Kahramanmaraş'ta meydana gelen 7.7 ve 7.6 büyüklüğündeki depremlerin ardından Afyon Kocatepe Üniversitesi Deprem Araştırma ve Uygulama Merkezi Müdürü Dr. Prof. Eylül Üniversitesi'ndeki başvurular ve Prof. Dr. Karabacak'ın ekibi, fay hattı değişimlerine ilişkin ilk izlenimlerini sundu.

BÜYÜK BİR DEPREM BEKLEMİYORUZ

İncelemenin ardından kapsamlı rapor için araştırmalarına devam eden Özkaymak, Malatya ile Antakya arasında 220 kilometrelik bir fay hattının yerinde kırıldığını gözlemlediklerini belirterek, şu ifadeleri kullandı:

"Özellikle 2020 yılındaki Elazığ depreminden sonra yerbilimciler tarafından sıklıkla dile getirilen Türkoğlu-Gölbaşı arasındaki segmentin de kırıldığını arazide gözlemledik. Kahramanmaraş ve çevresinde kırılan fay zonunda bir enerji boşalımı meydana gelmiştir, bunu net bir şekilde söyleyebiliriz. Bu bölgede daha büyük bir deprem olmasını beklemiyoruz."

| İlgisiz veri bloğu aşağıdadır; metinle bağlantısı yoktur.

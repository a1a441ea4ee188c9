//! Emission orchestrator.
//!
//! `compile` is an explicit pull: the caller hands in a scene snapshot plus
//! an immutable request (roots, options, plugin code) and gets a result
//! back. Stages run strictly in order:
//!
//! 1. tree builder
//! 2. host style snapshots
//! 3. token index + rewrite (`transformVariable`)
//! 4. sanitizer
//! 5. px literals (`transformPx`)
//! 6. asset planning and export
//! 7. text runs (+ favicons for links)
//! 8. CSS rules (`transform`) and markup (`transformComponent`)
//!
//! Hook failures are logged and that one value keeps its default.

use crate::error::{SessionError, TransformError};
use crate::exporter::{export_raster, export_vector};
use crate::host::AssetDescriptor;
use crate::plugin::{HookKind, PluginChannel, expect_string};
use crate::session::{CacheKey, Session};
use fc_core::assets::plan_assets;
use fc_core::emitter::{
    AssetRef, ComponentTree, FAVICON_ATTR, MarkupInput, build_component_tree, class_names, css_rule_body,
    distinct_px_literals, emit_stylesheet, emit_token_block, render_component, replace_px_literals,
    truncate_code,
};
use fc_core::id::NodeId;
use fc_core::model::SceneGraph;
use fc_core::options::CompileOptions;
use fc_core::sanitize::sanitize;
use fc_core::text::{TextBlock, link_domain, merge_text};
use fc_core::tokens::{
    StyleMap, TokenCandidate, TokenIndex, normalize_name, referenced_tokens, rewrite_styles, token_candidates,
};
use fc_core::tree::{HINT_AUTO_LAYOUT, Tag, VisibleTree, build_visible_tree};
use serde::{Deserialize, Serialize};
use serde_json::{Value, json};
use std::collections::{BTreeMap, HashMap};
use std::sync::Arc;

/// Immutable input of one compilation.
#[derive(Debug, Clone, Default, Serialize, Deserialize)]
#[serde(default)]
pub struct CompileRequest {
    pub roots: Vec<NodeId>,
    pub options: CompileOptions,
    pub plugin_code: Option<String>,
}

#[derive(Debug, Clone, PartialEq, Eq, Serialize)]
pub struct CodeBlock {
    pub name: String,
    pub title: String,
    pub language: String,
    pub code: String,
}

#[derive(Debug, Clone, Copy, PartialEq, Eq, Serialize)]
#[serde(rename_all = "kebab-case")]
pub enum WarningKind {
    Truncated,
    AutoLayout,
    DepthCap,
}

#[derive(Debug, Clone, PartialEq, Serialize)]
pub struct Warning {
    #[serde(rename = "type")]
    pub kind: WarningKind,
    #[serde(skip_serializing_if = "Option::is_none")]
    pub data: Option<Value>,
}

#[derive(Debug, Clone, PartialEq, Serialize)]
pub struct CompileResult {
    pub blocks: Vec<CodeBlock>,
    pub warnings: Vec<Warning>,
    pub assets: Vec<AssetDescriptor>,
    /// Canonical token name → resolved value, for every referenced token.
    pub tokens: BTreeMap<String, String>,
}

/// Run the whole pipeline over `scene` for `request`.
pub async fn compile(
    session: &Session,
    scene: &SceneGraph,
    request: &CompileRequest,
) -> Result<CompileResult, SessionError> {
    let options = &request.options;
    let tree = build_visible_tree(scene, &request.roots, options.depth_policy);
    if tree.root_ids.is_empty() {
        return Err(SessionError::Selection("no visible root to compile".into()));
    }
    log::debug!("compile: {} nodes, depth {}", tree.order.len(), tree.stats.max_depth);

    let plugin = match &request.plugin_code {
        Some(code) if !code.trim().is_empty() => Some(session.plugin(code, options.scale).await?),
        _ => None,
    };
    let plugin = plugin.as_deref();

    let mut styles = collect_styles(session, scene, &tree).await;

    let index = token_index(session, scene, &tree, plugin, options).await;
    rewrite_styles(&mut styles, &index.rewrite_table());

    sanitize(&mut styles, &tree);
    transform_px(plugin, &mut styles).await;

    let plan = plan_assets(scene, &tree);
    let mut assets: HashMap<NodeId, AssetRef> = HashMap::new();
    let mut descriptors: Vec<AssetDescriptor> = Vec::new();
    for id in &plan.vector_roots {
        let Some(node) = tree.get(*id) else {
            continue;
        };
        if let Some(exported) = export_vector(session, *id, node.bounds, options).await {
            assets.insert(*id, exported.reference);
            descriptors.extend(exported.descriptors);
        }
    }
    for id in &plan.image_nodes {
        let (Some(node), Some(scene_node)) = (tree.get(*id), scene.get_by_id(*id)) else {
            continue;
        };
        let exported = export_raster(session, scene_node, options).await;
        if !node.children.is_empty()
            && let AssetRef::Url(url) = &exported.reference
        {
            let decls = styles.entry(*id).or_default();
            decls.insert("background-image".into(), format!("url(\"{url}\")"));
            decls
                .entry("background-size".into())
                .or_insert_with(|| "cover".into());
        }
        assets.insert(*id, exported.reference);
        descriptors.extend(exported.descriptors);
    }

    let text = collect_text(session, scene, &tree).await;

    let classes = class_names(&tree);
    let bodies = css_bodies(plugin, &tree, &styles).await;
    let tokens: BTreeMap<String, String> = referenced_tokens(&styles, &index)
        .into_iter()
        .map(|name| {
            let value = index.resolve_name(&scene.variables, &name, None);
            (name, value)
        })
        .collect();

    let mut css = String::new();
    if options.emit_tokens {
        css.push_str(&emit_token_block(&tokens));
    }
    let sheet = emit_stylesheet(&tree, &classes, &bodies);
    if !css.is_empty() && !sheet.is_empty() {
        css.push('\n');
    }
    css.push_str(&sheet);

    let component = build_component_tree(&MarkupInput {
        tree: &tree,
        classes: &classes,
        plan: &plan,
        assets: &assets,
        text: &text,
    });
    let title = component.name.clone();
    let markup = transform_component(plugin, component).await;

    let mut warnings = Vec::new();
    let mut blocks = Vec::new();
    for (name, title, language, code) in [
        ("component", title, options.language.clone(), markup),
        ("styles", "Styles".to_string(), "css".to_string(), css),
    ] {
        let (code, cut) = truncate_code(&code, options.max_code_bytes);
        if cut {
            warnings.push(Warning {
                kind: WarningKind::Truncated,
                data: Some(json!({ "block": name, "limit": options.max_code_bytes })),
            });
        }
        blocks.push(CodeBlock {
            name: name.to_string(),
            title,
            language,
            code,
        });
    }
    warnings.extend(structural_warnings(&tree));

    Ok(CompileResult {
        blocks,
        warnings,
        assets: descriptors,
        tokens,
    })
}

// ─── Stages ───────────────────────────────────────────────────────────────

async fn collect_styles(session: &Session, scene: &SceneGraph, tree: &VisibleTree) -> StyleMap {
    let mut styles = StyleMap::new();
    for id in &tree.order {
        let decls = match session.host.style_snapshot(*id).await {
            Ok(decls) => decls,
            Err(e) => {
                log::debug!("compile: style snapshot for {id} failed ({e}), using cached style");
                scene.get_by_id(*id).map(|n| n.style.clone()).unwrap_or_default()
            }
        };
        styles.insert(*id, decls);
    }
    styles
}

fn log_failure(err: &TransformError) {
    log::warn!("plugin: {err}; keeping default output");
}

/// Cached index for (scale, plugin), extended with any new variables.
async fn token_index(
    session: &Session,
    scene: &SceneGraph,
    tree: &VisibleTree,
    plugin: Option<&PluginChannel>,
    options: &CompileOptions,
) -> Arc<TokenIndex> {
    let key = CacheKey::new(options.scale, plugin.map(PluginChannel::fingerprint));
    let candidates = token_candidates(scene, tree);
    let cached = session.token_index(&key);
    let mut index = cached.as_deref().cloned().unwrap_or_default();
    let missing: Vec<_> = index.missing(&candidates).into_iter().cloned().collect();
    if missing.is_empty()
        && let Some(cached) = cached
    {
        return cached;
    }

    let transformed: Vec<Option<String>> = match plugin {
        Some(channel) if channel.has_hook(HookKind::TransformVariable) => {
            let payloads = missing.iter().map(|c| variable_payload(c, options)).collect();
            channel
                .call_batch(HookKind::TransformVariable, payloads)
                .await
                .into_iter()
                .map(|r| {
                    r.and_then(|v| expect_string(HookKind::TransformVariable, v))
                        .inspect_err(log_failure)
                        .ok()
                })
                .collect()
        }
        _ => Vec::new(),
    };
    index.extend(&missing, &transformed);
    session.store_token_index(key, index)
}

/// `transformVariable` input. `code` is always a valid `var(--…)` expression.
fn variable_payload(candidate: &TokenCandidate, options: &CompileOptions) -> Value {
    json!({
        "code": format!("var(--{})", normalize_name(&candidate.raw_name)),
        "name": candidate.raw_name,
        "value": candidate.value,
        "options": { "scale": options.scale, "unit": options.unit },
    })
}

async fn transform_px(plugin: Option<&PluginChannel>, styles: &mut StyleMap) {
    let Some(channel) = plugin.filter(|p| p.has_hook(HookKind::TransformPx)) else {
        return;
    };
    let literals = distinct_px_literals(styles);
    if literals.is_empty() {
        return;
    }
    let payloads = literals.iter().map(|l| json!({ "value": l })).collect();
    let results = channel.call_batch(HookKind::TransformPx, payloads).await;
    let replacements: HashMap<String, String> = literals
        .into_iter()
        .zip(results)
        .filter_map(|(literal, r)| {
            r.and_then(|v| expect_string(HookKind::TransformPx, v))
                .inspect_err(log_failure)
                .ok()
                .map(|out| (literal, out))
        })
        .collect();
    replace_px_literals(styles, &replacements);
}

async fn collect_text(
    session: &Session,
    scene: &SceneGraph,
    tree: &VisibleTree,
) -> HashMap<NodeId, Vec<TextBlock>> {
    let mut text = HashMap::new();
    for id in &tree.order {
        let Some(node) = tree.get(*id).filter(|n| matches!(n.tag, Tag::P | Tag::Span)) else {
            continue;
        };
        let Some(content) = scene.get_by_id(node.id).and_then(|n| n.text.as_ref()) else {
            continue;
        };
        let mut blocks = merge_text(content);
        if session.has_favicon_source() {
            for run in blocks
                .iter_mut()
                .flat_map(|b| b.lines.iter_mut())
                .flat_map(|l| l.runs.iter_mut())
            {
                let Some(domain) = run.link.as_deref().and_then(link_domain) else {
                    continue;
                };
                if let Some(icon) = session.favicon(&domain).await {
                    run.attrs.insert(FAVICON_ATTR.to_string(), icon);
                }
            }
        }
        text.insert(*id, blocks);
    }
    text
}

async fn css_bodies(
    plugin: Option<&PluginChannel>,
    tree: &VisibleTree,
    styles: &StyleMap,
) -> HashMap<NodeId, String> {
    let empty = BTreeMap::new();
    let defaults: Vec<(NodeId, String)> = tree
        .order
        .iter()
        .map(|id| (*id, css_rule_body(styles.get(id).unwrap_or(&empty))))
        .collect();

    let Some(channel) = plugin.filter(|p| p.has_hook(HookKind::Transform)) else {
        return defaults.into_iter().collect();
    };
    let payloads = defaults
        .iter()
        .map(|(id, body)| json!({ "code": body, "style": styles.get(id).unwrap_or(&empty) }))
        .collect();
    let results = channel.call_batch(HookKind::Transform, payloads).await;
    defaults
        .into_iter()
        .zip(results)
        .map(|((id, body), r)| {
            let out = r
                .and_then(|v| expect_string(HookKind::Transform, v))
                .inspect_err(log_failure)
                .unwrap_or(body);
            (id, out)
        })
        .collect()
}

/// Hook output for the component block: a replacement string or a tree.
#[derive(Deserialize)]
#[serde(untagged)]
enum ComponentOutput {
    Code(String),
    Tree(ComponentTree),
}

async fn transform_component(plugin: Option<&PluginChannel>, component: ComponentTree) -> String {
    let Some(channel) = plugin.filter(|p| p.has_hook(HookKind::TransformComponent)) else {
        return render_component(&component);
    };
    let payload = json!({ "component": component });
    let output = channel
        .call(HookKind::TransformComponent, payload)
        .await
        .and_then(|v| {
            serde_json::from_value::<ComponentOutput>(v)
                .map_err(|_| TransformError::BadOutput(HookKind::TransformComponent.as_str()))
        });
    match output {
        Ok(ComponentOutput::Code(code)) => code,
        Ok(ComponentOutput::Tree(tree)) => render_component(&tree),
        Err(e) => {
            log_failure(&e);
            render_component(&component)
        }
    }
}

fn structural_warnings(tree: &VisibleTree) -> Vec<Warning> {
    let mut warnings = Vec::new();
    let uncertain: Vec<Value> = tree
        .order
        .iter()
        .filter_map(|id| tree.get(*id))
        .filter_map(|n| {
            n.hint(HINT_AUTO_LAYOUT)
                .map(|c| json!({ "id": n.id, "name": n.name, "layout": c }))
        })
        .collect();
    if !uncertain.is_empty() {
        warnings.push(Warning {
            kind: WarningKind::AutoLayout,
            data: Some(Value::Array(uncertain)),
        });
    }
    if tree.stats.capped {
        warnings.push(Warning {
            kind: WarningKind::DepthCap,
            data: Some(json!({
                "depthLimit": tree.stats.depth_limit,
                "cappedNodes": tree.stats.capped_node_ids.len(),
            })),
        });
    }
    warnings
}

EVLERİN BÜYÜK KISMI FAY ZONLARININ ÜSTÜNDE İNŞA EDİLMİŞ

Özkaymak, AFAD'ın şiddetini 11 olarak açıkladığı ilk depremin son yüzyılda kara içinde meydana gelen en yıkıcı depremler arasında olduğuna dikkat çekerek, yıkımın 3 nedeni olduğunun gözlemlediklerini belirti. Özkaymak açıklamasında şu ifadelere yer verdi: 

"Bölgede yerleşim yerlerindeki evlerin büyük bir kısmını fay zonlarının üzerine inşa etmişiz. Bununla beraber, zayıf zeminler dediğimiz ve deprem dalgalarının maksimum salınım yaptığı alüvyon arazilere bina yapmışız. Bu binaların da maalesef büyük bir kısmının depreme dayanıklı olmadığını gördük. Bu 3 sebep bir araya gelince de bölgedeki büyük hasar olarak karşımızda duruyor. Bölgede fay zonu dışında ve sağlam zemin üzerine inşa edilen depreme dayanıklı binaların yıkılmadığını gözlemledik."

SAĞLAM ZEMİNLERE SAĞLAM BİNALAR İNŞA EDİLMİŞ

Özkaymak, fay hatlarından uzak, sağlam zeminlere depreme dayanıklı binalar inşa edilmesiyle gelecek nesillerin büyük depremleri hasarsız veya minimum hasarla atlatacaklarına dikkat çekti.